To the extent that Count II asserts that Malone in her individual capacity failed to adequately train the QMHPs, "there are limited circumstances in which an allegation of a ‘failure to train’ can be the basis for liability under § 1983." City of Canton v. Harris , 489 U.S. 378, 387, 109 S.Ct. 1197, 103 L.Ed.2d 412 (1989). However, "[w]ithout notice that a course of training is deficient in a particular respect, decisionmakers can hardly be said to have deliberately chosen a training program that will cause violations of constitutional rights." Connick v. Thompson , 563 U.S. 51, 62, 131 S.Ct. 1350, 179 L.Ed.2d 417 (2011). The record does not contain evidence from which a reasonable jury could conclude that Malone knew that the training provided to QMHPs was inadequate and posed an unreasonable risk of constitutional injury.

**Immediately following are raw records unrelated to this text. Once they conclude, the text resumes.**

use leptos::prelude::*;

/// Labelled input bound to a string signal
#[component]
pub fn FormField(
    /// Field label text
    label: &'static str,
    /// `name` attribute for the form data
    name: &'static str,
    /// Prefix making the element id unique when several forms share a page
    id_prefix: &'static str,
    /// Whether field is required (shows red asterisk)
    #[prop(default = false)]
    required: bool,
    /// Input type (text, email, tel, ...)
    #[prop(default = "text")]
    input_type: &'static str,
    /// Placeholder text
    #[prop(default = "")]
    placeholder: &'static str,
    /// Browser autocomplete hint
    #[prop(default = "on")]
    autocomplete: &'static str,
    /// Current value signal
    value: Signal<String>,
    /// Input event callback
    on_input: Callback<String>,
    /// Whether field is disabled
    #[prop(into, default = Signal::from(false))]
    disabled: Signal<bool>,
) -> impl IntoView {
    let id = field_id(id_prefix, name);

    view! {
        <div class="space-y-1.5">
            <label class="label" for=id.clone()>
                {label}
                {required.then(|| view! { <span class="text-red-500 ml-0.5">"*"</span> })}
            </label>
            <input
                id=id
                name=name
                type=input_type
                class="input-base"
                placeholder=placeholder
                autocomplete=autocomplete
                required=required
                prop:value=move || value.get()
                on:input=move |ev| on_input.run(event_target_value(&ev))
                disabled=move || disabled.get()
            />
        </div>
    }
}

/// Labelled select with `(value, text)` options
#[component]
pub fn SelectField(
    /// Field label text
    label: &'static str,
    /// `name` attribute for the form data
    name: &'static str,
    /// Prefix making the element id unique when several forms share a page
    id_prefix: &'static str,
    /// Current value signal
    value: Signal<String>,
    /// Change event callback
    on_change: Callback<String>,
    /// Options as (value, display_text) pairs
    options: Vec<(String, String)>,
    /// Whether field is disabled
    #[prop(into, default = Signal::from(false))]
    disabled: Signal<bool>,
) -> impl IntoView {
    let id = field_id(id_prefix, name);

    view! {
        <div class="space-y-1.5">
            <label class="label" for=id.clone()>{label}</label>
            <select
                id=id
                name=name
                class="select-base"
                prop:value=move || value.get()
                on:change=move |ev| on_change.run(event_target_value(&ev))
                disabled=move || disabled.get()
            >
                {options.into_iter().map(|(val, text)| {
                    view! { <option value=val>{text}</option> }
                }).collect_view()}
            </select>
        </div>
    }
}

fn field_id(prefix: &str, name: &str) -> String {
    format!("{}-{}", prefix, name)
}

#[cfg(test)]
mod tests {
    use super::*;

    #[test]
    fn test_field_ids_differ_per_form() {
        assert_eq!(field_id("modal", "userEmail"), "modal-userEmail");
        assert_ne!(field_id("modal", "plan"), field_id("widget", "plan"));
    }
}
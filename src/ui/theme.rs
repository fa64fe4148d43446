//! Theme context module for managing the light/dark theme
//!
//! Provides:
//! - ThemeMode enum (Light, Dark)
//! - ThemeContext for reactive theme state
//! - LocalStorage persistence (read once at startup, written on every toggle)

use leptos::prelude::*;

#[cfg(not(feature = "ssr"))]
use leptos::web_sys;

/// localStorage key holding the persisted theme
pub const THEME_STORAGE_KEY: &str = "replydesk-theme";

/// Theme mode options
#[derive(Clone, Copy, Debug, PartialEq, Eq, Default)]
pub enum ThemeMode {
    #[default]
    Light,
    Dark,
}

impl ThemeMode {
    pub fn as_str(&self) -> &'static str {
        match self {
            ThemeMode::Light => "light",
            ThemeMode::Dark => "dark",
        }
    }

    /// Parse a persisted value; anything but "dark" is light
    pub fn from_str(s: &str) -> Self {
        match s {
            "dark" => ThemeMode::Dark,
            _ => ThemeMode::Light,
        }
    }

    /// Parse an optional persisted value; absence is light
    pub fn from_persisted(value: Option<&str>) -> Self {
        value.map(Self::from_str).unwrap_or_default()
    }

    pub fn toggled(&self) -> Self {
        match self {
            ThemeMode::Light => ThemeMode::Dark,
            ThemeMode::Dark => ThemeMode::Light,
        }
    }

    pub fn is_dark(&self) -> bool {
        matches!(self, ThemeMode::Dark)
    }
}

/// Theme context for managing theme state
#[derive(Clone, Copy)]
pub struct ThemeContext {
    /// Current theme mode
    pub mode: RwSignal<ThemeMode>,
}

impl ThemeContext {
    /// Current theme snapshot, tracked for the calling render
    pub fn current(&self) -> ThemeMode {
        self.mode.get()
    }

    /// Flip between light and dark and persist the choice
    pub fn toggle(&self) {
        let next = self.mode.get_untracked().toggled();
        self.set_mode(next);
    }

    /// Set the theme mode and persist to localStorage
    pub fn set_mode(&self, mode: ThemeMode) {
        self.mode.set(mode);
        persist_theme(mode);
    }
}

/// Persist theme to localStorage
fn persist_theme(mode: ThemeMode) {
    #[cfg(not(feature = "ssr"))]
    {
        if let Some(window) = web_sys::window() {
            if let Ok(Some(storage)) = window.local_storage() {
                let _ = storage.set_item(THEME_STORAGE_KEY, mode.as_str());
            }
        }
    }
    #[cfg(feature = "ssr")]
    {
        let _ = mode;
    }
}

/// Load theme from localStorage
#[cfg(not(feature = "ssr"))]
fn load_persisted_theme() -> ThemeMode {
    let stored = web_sys::window()
        .and_then(|window| window.local_storage().ok().flatten())
        .and_then(|storage| storage.get_item(THEME_STORAGE_KEY).ok().flatten());
    ThemeMode::from_persisted(stored.as_deref())
}

/// Apply the dark class to the document element
#[cfg(not(feature = "ssr"))]
fn apply_theme_class(mode: ThemeMode) {
    if let Some(html) = web_sys::window()
        .and_then(|window| window.document())
        .and_then(|document| document.document_element())
    {
        let class_list = html.class_list();
        if mode.is_dark() {
            let _ = class_list.add_1("dark");
        } else {
            let _ = class_list.remove_1("dark");
        }
    }
}

/// Provide theme context to the application
///
/// The server always renders light. In the browser the persisted value is
/// read once after hydration, then every change is mirrored onto `<html>`.
pub fn provide_theme_context() -> ThemeContext {
    let mode = RwSignal::new(ThemeMode::default());
    let ctx = ThemeContext { mode };

    #[cfg(not(feature = "ssr"))]
    {
        // Runs once: reads nothing reactive
        Effect::new(move |_| {
            mode.set(load_persisted_theme());
        });

        Effect::new(move |_| {
            apply_theme_class(mode.get());
        });
    }

    provide_context(ctx);

    ctx
}

/// Use theme context from anywhere in the component tree
pub fn use_theme_context() -> ThemeContext {
    use_context::<ThemeContext>().expect("ThemeContext should be provided")
}

#[cfg(test)]
mod tests {
    use super::*;

    #[test]
    fn test_absent_theme_is_light() {
        assert_eq!(ThemeMode::from_persisted(None), ThemeMode::Light);
    }

    #[test]
    fn test_persisted_values() {
        assert_eq!(ThemeMode::from_persisted(Some("dark")), ThemeMode::Dark);
        assert_eq!(ThemeMode::from_persisted(Some("light")), ThemeMode::Light);
        assert_eq!(ThemeMode::from_persisted(Some("auto")), ThemeMode::Light);
        assert_eq!(ThemeMode::from_persisted(Some("")), ThemeMode::Light);
    }

    #[test]
    fn test_toggle_roundtrip() {
        assert_eq!(ThemeMode::Light.toggled(), ThemeMode::Dark);
        assert_eq!(ThemeMode::Dark.toggled(), ThemeMode::Light);
        assert_eq!(ThemeMode::Light.toggled().toggled(), ThemeMode::Light);
    }

    #[test]
    fn test_as_str_parses_back() {
        assert_eq!(ThemeMode::Light.as_str(), "light");
        assert_eq!(ThemeMode::Dark.as_str(), "dark");
        for mode in [ThemeMode::Light, ThemeMode::Dark] {
            assert_eq!(ThemeMode::from_str(mode.as_str()), mode);
        }
    }
}
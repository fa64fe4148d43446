//! Replydesk - marketing site for a customer-support chat product
//!
//! A Leptos full-stack crate: `core` holds the plain-Rust state machines
//! (viewport visibility, chat playback, lead submissions), `ui` the
//! components driving them in the browser, and the `ssr` binary serves the
//! page plus the lead-forwarding API.

#![recursion_limit = "4096"]

pub mod app;
pub mod core;
pub mod ui;

#[cfg(feature = "hydrate")]
#[wasm_bindgen::prelude::wasm_bindgen]
pub fn hydrate() {
    use crate::app::*;
    console_error_panic_hook::set_once();
    leptos::mount::hydrate_body(App);
}
//! One-line status messages shown under forms

use crate::core::lead::SubmissionStatus;
use crate::ui::{Icon, icons};
use leptos::prelude::*;

/// Success or failure line for a submission; hidden while `None`
#[component]
pub fn StatusMessage(
    #[prop(into)]
    status: Signal<Option<SubmissionStatus>>,
) -> impl IntoView {
    move || {
        status.get().map(|status| {
            let (class, icon) = if status.is_error() {
                ("error-message", icons::ALERT_CIRCLE)
            } else {
                ("success-message", icons::CHECK)
            };
            view! {
                <div class=class role="status">
                    <Icon name=icon class="icon-text"/>
                    <span>{status.message()}</span>
                </div>
            }
        })
    }
}
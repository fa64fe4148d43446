#[cfg(test)]
mod tests {
    use crate::core::{
        ChatScript, ChatSequencer, IntersectionSample, PlaybackPhase, ScriptMessage, Speaker,
        VisibilityOptions, VisibilityTrigger,
    };
    use std::time::Duration;

    /// Snapshot of the observable playback state at a point in time
    #[derive(Debug, Clone, PartialEq)]
    struct Frame {
        at_ms: u64,
        revealed: usize,
        typing: Option<usize>,
        phase: PlaybackPhase,
    }

    /// Drive a sequencer the way the browser loop does, on a virtual clock.
    /// Records a frame after the activation and after every fired tick.
    fn play(sequencer: &mut ChatSequencer, visible_at_ms: u64) -> Vec<Frame> {
        let mut now = Duration::from_millis(visible_at_ms);
        let mut frames = Vec::new();
        let mut tick = sequencer.on_host_visibility(true);
        frames.push(frame(sequencer, now));

        while let Some(pending) = tick {
            now += pending.delay;
            tick = sequencer.fire(pending.epoch);
            frames.push(frame(sequencer, now));
        }
        frames
    }

    fn frame(sequencer: &ChatSequencer, now: Duration) -> Frame {
        Frame {
            at_ms: now.as_millis() as u64,
            revealed: sequencer.revealed().len(),
            typing: sequencer.typing_index(),
            phase: sequencer.phase(),
        }
    }

    fn first_frame_where(frames: &[Frame], pred: impl Fn(&Frame) -> bool) -> Option<u64> {
        frames.iter().find(|f| pred(f)).map(|f| f.at_ms)
    }

    fn hi_q1_a1() -> ChatScript {
        ChatScript::from(vec![
            ScriptMessage::agent("Hi"),
            ScriptMessage::customer("Q1"),
            ScriptMessage::agent("A1"),
        ])
    }

    #[test]
    fn test_scenario_timeline() {
        let mut sequencer = ChatSequencer::new(hi_q1_a1());

        let frames = play(&mut sequencer, 0);

        assert_eq!(first_frame_where(&frames, |f| f.typing == Some(0)), Some(1300));
        assert_eq!(first_frame_where(&frames, |f| f.revealed == 1), Some(2000));
        assert_eq!(first_frame_where(&frames, |f| f.revealed == 2), Some(3200));
        assert_eq!(first_frame_where(&frames, |f| f.typing == Some(2)), Some(3900));
        assert_eq!(first_frame_where(&frames, |f| f.revealed == 3), Some(4600));
        assert_eq!(frames.last().unwrap().phase, PlaybackPhase::Done);
        assert_eq!(frames.last().unwrap().at_ms, 4600);

        let texts: Vec<String> = sequencer.revealed().iter().map(|m| m.text.to_string()).collect();
        assert_eq!(texts, vec!["Hi", "Q1", "A1"]);
    }

    #[test]
    fn test_completed_run_reveals_whole_script_in_order() {
        let scripts = vec![
            ChatScript::default(),
            hi_q1_a1(),
            ChatScript::from(vec![ScriptMessage::customer("only customer")]),
            ChatScript::from(vec![
                ScriptMessage::customer("a"),
                ScriptMessage::customer("b"),
                ScriptMessage::agent("c"),
                ScriptMessage::agent("d"),
            ]),
            ChatScript::from(Vec::new()),
        ];

        for script in scripts {
            let mut sequencer = ChatSequencer::new(script.clone());
            play(&mut sequencer, 0);

            assert!(sequencer.is_done());
            assert_eq!(sequencer.revealed(), script.messages());
            assert!(sequencer.typing_index().is_none());
        }
    }

    #[test]
    fn test_revealed_grows_monotonically_and_typing_tracks_agent() {
        let mut sequencer = ChatSequencer::new(ChatScript::default());

        let frames = play(&mut sequencer, 0);

        for pair in frames.windows(2) {
            assert!(pair[1].revealed >= pair[0].revealed);
            assert!(pair[1].revealed - pair[0].revealed <= 1);
        }

        for f in &frames {
            if let Some(index) = f.typing {
                assert_eq!(index, f.revealed);
                assert_eq!(sequencer.script()[index].speaker, Speaker::Agent);
                assert_eq!(f.phase, PlaybackPhase::AwaitingAgentTyping(index));
            }
            if let PlaybackPhase::AwaitingAgentTyping(index) = f.phase {
                assert_eq!(f.typing, Some(index));
            }
        }
    }

    #[test]
    fn test_agent_lines_always_show_typing_first() {
        let script = ChatScript::default();
        let mut sequencer = ChatSequencer::new(script.clone());

        let frames = play(&mut sequencer, 0);

        for (index, message) in script.iter().enumerate() {
            let typed = frames.iter().any(|f| f.typing == Some(index));
            assert_eq!(typed, message.is_agent(), "message {}", index);
        }
    }

    #[test]
    fn test_visibility_toggles_never_replay() {
        let mut sequencer = ChatSequencer::new(hi_q1_a1());
        play(&mut sequencer, 0);
        let finished = sequencer.clone();

        for visible in [false, true, false, true] {
            assert!(sequencer.on_host_visibility(visible).is_none());
        }
        assert_eq!(sequencer, finished);
    }

    #[test]
    fn test_unmount_mid_reveal_stops_writes() {
        let mut sequencer = ChatSequencer::new(hi_q1_a1());
        let mut now = 0u64;
        let mut tick = sequencer.on_host_visibility(true);

        // Advance until the next scheduled transition lies beyond 1200ms
        while let Some(pending) = tick {
            if now + pending.delay.as_millis() as u64 > 1200 {
                break;
            }
            now += pending.delay.as_millis() as u64;
            tick = sequencer.fire(pending.epoch);
        }
        let pending = tick.expect("sequence should still be running at 1200ms");

        sequencer.cancel();
        let snapshot = sequencer.clone();

        assert!(sequencer.fire(pending.epoch).is_none());
        assert!(sequencer.on_host_visibility(true).is_none());
        assert_eq!(sequencer, snapshot);
        assert!(sequencer.revealed().is_empty());
    }

    #[test]
    fn test_visibility_gates_sequencer_start() {
        let mut trigger = VisibilityTrigger::new(VisibilityOptions::default());
        let mut sequencer = ChatSequencer::new(hi_q1_a1());
        let watcher = trigger.attach().unwrap();

        // Below threshold: nothing starts
        trigger.on_intersection(watcher, IntersectionSample::new(true, 0.05));
        assert!(sequencer.on_host_visibility(trigger.is_visible()).is_none());

        trigger.on_intersection(watcher, IntersectionSample::new(true, 0.4));
        let tick = sequencer.on_host_visibility(trigger.is_visible());
        assert!(tick.is_some());
        assert_eq!(sequencer.phase(), PlaybackPhase::Settling);
    }
}
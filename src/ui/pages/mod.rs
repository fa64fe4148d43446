//! Application pages
//!
//! - Landing page (the only route)
//! - Not found page (fallback for every other path)

mod landing;
mod not_found;

pub use landing::LandingPage;
pub use not_found::NotFoundPage;
//! Hero chat demo
//!
//! Plays the scripted support conversation once, the first time the demo
//! scrolls into view. Timing lives in `core::ChatSequencer`; this component
//! runs the single timer loop, renders the revealed lines and keeps the
//! message list scrolled to the bottom.

use leptos::html::Div;
use leptos::prelude::*;

use crate::core::{ChatScript, ChatSequencer, ScriptMessage, Speaker, Tick, VisibilityOptions};
use crate::ui::visibility::use_visibility_trigger;

/// Threshold for the demo: start once a third of the widget is on screen
const CHAT_DEMO_THRESHOLD: f64 = 0.3;

/// Drive `sequencer` from `tick` until it finishes, is cancelled or unmounts
#[cfg(not(feature = "ssr"))]
fn run_playback(sequencer: RwSignal<ChatSequencer>, tick: Tick) {
    use gloo_timers::future::TimeoutFuture;
    use wasm_bindgen_futures::spawn_local;

    spawn_local(async move {
        let mut tick = tick;
        loop {
            let delay_ms = u32::try_from(tick.delay.as_millis()).unwrap_or(u32::MAX);
            TimeoutFuture::new(delay_ms).await;

            // try_update is None once the component (and signal) is disposed
            match sequencer.try_update(|s| s.fire(tick.epoch)).flatten() {
                Some(next) => tick = next,
                None => break,
            }
        }
    });
}

#[cfg(feature = "ssr")]
fn run_playback(_sequencer: RwSignal<ChatSequencer>, _tick: Tick) {}

/// Animated support conversation shown in the hero section
#[component]
pub fn ChatDemo(
    /// Conversation to play
    #[prop(optional)]
    script: Option<ChatScript>,
) -> impl IntoView {
    let sequencer = RwSignal::new(ChatSequencer::new(script.unwrap_or_default()));
    let (host_ref, is_visible) =
        use_visibility_trigger(VisibilityOptions::with_threshold(CHAT_DEMO_THRESHOLD));
    let list_ref = NodeRef::<Div>::new();

    // Activation: at most once per mounted instance
    Effect::new(move |_| {
        let visible = is_visible.get();
        if let Some(tick) = sequencer
            .try_update(|s| s.on_host_visibility(visible))
            .flatten()
        {
            run_playback(sequencer, tick);
        }
    });

    // Keep the newest line in view
    Effect::new(move |_| {
        sequencer.track();
        if let Some(list) = list_ref.get_untracked() {
            list.set_scroll_top(list.scroll_height());
        }
    });

    on_cleanup(move || {
        sequencer.try_update(|s| s.cancel());
    });

    let revealed = move || sequencer.with(|s| s.revealed().to_vec());
    let is_typing = move || sequencer.with(|s| s.typing_index().is_some());

    view! {
        <div node_ref=host_ref class="chat-demo bg-theme-primary rounded-2xl border border-theme shadow-2xl overflow-hidden">
            // Widget header
            <div class="flex items-center gap-3 px-4 py-3 bg-accent-primary text-white">
                <div class="w-9 h-9 rounded-full bg-white/20 flex items-center justify-center font-semibold">
                    "R"
                </div>
                <div>
                    <p class="font-medium text-sm">"Replydesk Support"</p>
                    <p class="text-xs opacity-80">"Typically replies in under a minute"</p>
                </div>
            </div>

            // Message list
            <div
                node_ref=list_ref
                class="p-4 space-y-3 h-80 overflow-y-auto scroll-smooth"
                aria-live="polite"
            >
                <For
                    each=move || revealed().into_iter().enumerate()
                    key=|(index, _)| *index
                    children=move |(_, message)| view! { <ChatBubble message=message /> }
                />
                <Show when=is_typing>
                    <TypingIndicator />
                </Show>
            </div>

            // Input (decorative)
            <div class="p-3 border-t border-theme">
                <input
                    type="text"
                    class="w-full px-4 py-2 bg-theme-secondary/40 border border-theme rounded-xl text-sm"
                    placeholder="Type your message..."
                    disabled
                    aria-label="Chat input (demo)"
                />
            </div>
        </div>
    }
}

#[component]
fn ChatBubble(message: ScriptMessage) -> impl IntoView {
    let (row_class, bubble_class) = match message.speaker {
        Speaker::Agent => (
            "flex justify-start chat-bubble-in",
            "bg-theme-secondary text-theme-primary rounded-2xl rounded-bl-sm px-4 py-2 max-w-[80%] text-sm",
        ),
        Speaker::Customer => (
            "flex justify-end chat-bubble-in",
            "bg-accent-primary text-white rounded-2xl rounded-br-sm px-4 py-2 max-w-[80%] text-sm",
        ),
    };

    view! {
        <div class=row_class data-speaker=message.speaker.to_string()>
            <div class=bubble_class>{message.text.to_string()}</div>
        </div>
    }
}

/// Three bouncing dots
#[component]
fn TypingIndicator() -> impl IntoView {
    view! {
        <div class="flex justify-start" aria-label="Agent is typing">
            <div class="flex items-center gap-1 bg-theme-secondary rounded-2xl rounded-bl-sm px-4 py-3">
                <span class="typing-dot"></span>
                <span class="typing-dot typing-dot-2"></span>
                <span class="typing-dot typing-dot-3"></span>
            </div>
        </div>
    }
}
/// CSS for the entrance, reveal and typing animations
#[component]
fn LandingStyles() -> impl IntoView {
    view! {
        <style>
            r#"
            .landing-btn-primary {
                padding: 1rem 2rem;
                font-weight: 600;
                font-size: 1.125rem;
                color: white;
                background-color: var(--accent-primary);
                border-radius: 0.75rem;
                transition: all 0.3s;
                box-shadow: 0 10px 15px -3px rgba(0, 0, 0, 0.1);
                cursor: pointer;
            }
            .landing-btn-primary:hover {
                transform: scale(1.05);
                background-color: var(--accent-primary-hover);
            }

            .landing-btn-secondary {
                padding: 1rem 2rem;
                font-weight: 600;
                font-size: 1.125rem;
                border: 2px solid var(--border-color);
                border-radius: 0.75rem;
                transition: all 0.3s;
                color: var(--text-primary);
            }
            .landing-btn-secondary:hover {
                transform: scale(1.05);
            }

            @keyframes landing-fade-in-up {
                from { opacity: 0; transform: translateY(20px); }
                to { opacity: 1; transform: translateY(0); }
            }
            .landing-fade-in-up {
                animation: landing-fade-in-up 0.6s ease-out forwards;
            }
            .landing-delay-200 { animation-delay: 0.2s; opacity: 0; }
            .landing-delay-400 { animation-delay: 0.4s; opacity: 0; }

            /* Scroll reveal, toggled by the visibility trigger */
            .reveal {
                opacity: 0;
                transform: translateY(30px);
                transition: opacity 0.6s ease-out, transform 0.6s ease-out;
            }
            .reveal.visible {
                opacity: 1;
                transform: translateY(0);
            }

            /* Chat demo */
            @keyframes chat-bubble-in {
                from { opacity: 0; transform: translateY(8px) scale(0.98); }
                to { opacity: 1; transform: translateY(0) scale(1); }
            }
            .chat-bubble-in {
                animation: chat-bubble-in 0.3s ease-out;
            }

            @keyframes typing-bounce {
                0%, 80%, 100% { transform: translateY(0); opacity: 0.5; }
                40% { transform: translateY(-4px); opacity: 1; }
            }
            .typing-dot {
                width: 0.5rem;
                height: 0.5rem;
                border-radius: 9999px;
                background-color: currentColor;
                animation: typing-bounce 1.2s infinite ease-in-out;
            }
            .typing-dot-2 { animation-delay: 0.15s; }
            .typing-dot-3 { animation-delay: 0.3s; }

            @media (prefers-reduced-motion: reduce) {
                .reveal, .chat-bubble-in, .typing-dot, .landing-fade-in-up {
                    animation: none;
                    transition: none;
                    opacity: 1;
                    transform: none;
                }
            }
            "#
        </style>
    }
}
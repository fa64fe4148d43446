use crate::ui::icon::{Icon, icons};
use leptos::prelude::*;

#[cfg(not(feature = "ssr"))]
use leptos::wasm_bindgen::JsCast;

/// Overlay dialog shared by the lead form and the support widget
#[component]
pub fn BaseModal(
    /// Modal title
    #[prop(into)]
    title: Signal<String>,
    /// Optional subtitle/description
    #[prop(optional)]
    subtitle: Option<&'static str>,
    /// Whether modal is open
    is_open: Signal<bool>,
    /// Callback to close modal
    on_close: Callback<()>,
    /// Modal content
    children: Children,
    /// Maximum width class
    #[prop(default = "max-w-lg")]
    max_width: &'static str,
) -> impl IntoView {
    // Close on Escape key
    #[cfg(not(feature = "ssr"))]
    {
        use leptos::ev::keydown;

        let handle_keydown = window_event_listener(keydown, move |ev| {
            if ev.key() == "Escape" && is_open.get_untracked() {
                on_close.run(());
            }
        });

        on_cleanup(move || drop(handle_keydown));
    }

    view! {
        <div
            class="fixed inset-0 z-50 flex items-center justify-center p-4 modal-backdrop transition-all duration-300"
            class:opacity-0=move || !is_open.get()
            class:pointer-events-none=move || !is_open.get()
            role="dialog"
            aria-modal="true"
            aria-hidden=move || (!is_open.get()).to_string()
            inert=move || !is_open.get()
            on:click=move |e| {
                // Only clicks on the backdrop itself close the dialog
                #[cfg(not(feature = "ssr"))]
                {
                    if let Some(element) = e.target().and_then(|t| t.dyn_into::<web_sys::Element>().ok()) {
                        if element.class_list().contains("modal-backdrop") {
                            on_close.run(());
                        }
                    }
                }
                #[cfg(feature = "ssr")]
                {
                    let _ = e;
                }
            }
        >
            <div class=format!("w-full {} card theme-transition", max_width)>
                <div class="card-header">
                    <div>
                        <h3 class="title-lg">{move || title.get()}</h3>
                        {subtitle.map(|s| view! { <p class="subtitle">{s}</p> })}
                    </div>
                    <button
                        type="button"
                        class="btn-icon"
                        on:click=move |_| on_close.run(())
                        title="Close"
                        aria-label="Close dialog"
                    >
                        <Icon name=icons::X class="icon-standalone"/>
                    </button>
                </div>

                <div class="p-6">
                    {children()}
                </div>
            </div>
        </div>
    }
}
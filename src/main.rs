#![recursion_limit = "4096"]

#[cfg(feature = "ssr")]
#[tokio::main]
async fn main() {
    use axum::Router;
    use leptos::logging::log;
    use leptos::prelude::*;
    use leptos_axum::{LeptosRoutes, generate_route_list};
    use replydesk::app::*;
    use replydesk::core::config::Config;
    use replydesk::core::lead::LEAD_API_PATH;
    use replydesk::core::lead_api::{LeadApiState, lead_api_router};
    use tower_http::compression::{CompressionLayer, CompressionLevel};
    use tower_http::services::ServeDir;

    // Load .env file (if exists)
    let _ = dotenvy::dotenv();

    // Initialize tracing
    tracing_subscriber::fmt::init();

    // Load application config from environment variables
    let config = Config::from_env();

    tracing::info!(
        "Config loaded: lead_endpoint={} (custom={})",
        config.lead_endpoint(),
        config.has_lead_endpoint()
    );

    // Load configuration from Cargo.toml [package.metadata.leptos]
    // Can be overridden via LEPTOS_SITE_ADDR env var
    let conf = match get_configuration(None) {
        Ok(conf) => conf,
        Err(e) => {
            tracing::error!("Invalid Leptos configuration: {}", e);
            std::process::exit(1);
        }
    };
    let leptos_options = conf.leptos_options;
    let addr = leptos_options.site_addr;

    let routes = generate_route_list(App);

    // Serves .br and .gz variants of the bundle when present
    let pkg_service = ServeDir::new(format!("{}/pkg", leptos_options.site_root))
        .precompressed_br()
        .precompressed_gzip();

    let leptos_router = Router::new()
        .nest_service("/pkg", pkg_service)
        .leptos_routes(&leptos_options, routes, {
            let leptos_options = leptos_options.clone();
            move || shell(leptos_options.clone())
        })
        .fallback(leptos_axum::file_and_error_handler(shell))
        .with_state(leptos_options);

    let lead_api = lead_api_router(LeadApiState::from_config(&config));

    let app = Router::new()
        .merge(lead_api)
        .merge(leptos_router)
        .layer(
            CompressionLayer::new()
                .br(true)
                .gzip(true)
                .quality(CompressionLevel::Best),
        );

    log!("listening on http://{}", &addr);
    log!("Lead API: POST http://{}{}", &addr, LEAD_API_PATH);

    let listener = match tokio::net::TcpListener::bind(&addr).await {
        Ok(listener) => listener,
        Err(e) => {
            tracing::error!("Failed to bind {}: {}", addr, e);
            std::process::exit(1);
        }
    };

    if let Err(e) = axum::serve(listener, app.into_make_service()).await {
        tracing::error!("Server error: {}", e);
        std::process::exit(1);
    }
}

#[cfg(not(feature = "ssr"))]
pub fn main() {
    // no client-side main function
    // see lib.rs for hydration function instead
}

If in Count II DePaola seeks to assert an individual-capacity claim of supervisory liability against Malone, he likewise fails to establish such a claim. DePaola cannot hold Malone vicariously liable under § 1983 for alleged constitutional violations by the QMHPs, her subordinates. See Shaw , 13 F.3d at 798. Rather, to establish supervisory liability, DePaola must show that Malone "had actual or constructive knowledge that h[er] subordinate[s were] engaged in conduct that posed a pervasive and unreasonable risk of constitutional injury" to the plaintiff, "the supervisor's response to that knowledge was so inadequate as to show deliberate indifference to or tacit authorization of the alleged offensive practices," and "there was an affirmative causal link between the supervisor's inaction and the particular constitutional injury suffered by the plaintiff." Randall v. Prince George's Cty. , 302 F.3d 188, 206 (4th Cir. 2002) (internal quotation marks and citation omitted). "A supervisor's continued inaction in the face of documented widespread abuses ... provides an independent basis for finding he either was deliberately indifferent or acquiesced in the constitutionally offensive conduct of his subordinates." Slakan v. Porter , 737 F.2d 368, 373 (4th Cir. 1984). Again, there is no evidence that Malone knew of widespread constitutional abuses by QMHPs. The evidence simply does not reveal any basis for holding Malone liable under a supervisory liability theory.
Viewing the record in the light most favorable to DePaola, there is not sufficient evidence from which relief could be awarded in Malone's official or individual capacity based on unconstitutional policies and procedures, a failure to train, or supervisory liability. Therefore, I will grant the Motion for Summary Judgment as to Count II.
IV.
For the foregoing reasons, it is hereby ORDERED that the Motion for Summary Judgment, ECF No. 155, is GRANTED IN PART and DENIED IN PART. The Motion is GRANTED as to defendants Barksdale, Schilling, Mathena, Ray, Kiser, Malone, Mullins, and Ketron. The Motion is DENIED as to defendants Fletcher, Huff, and Trent.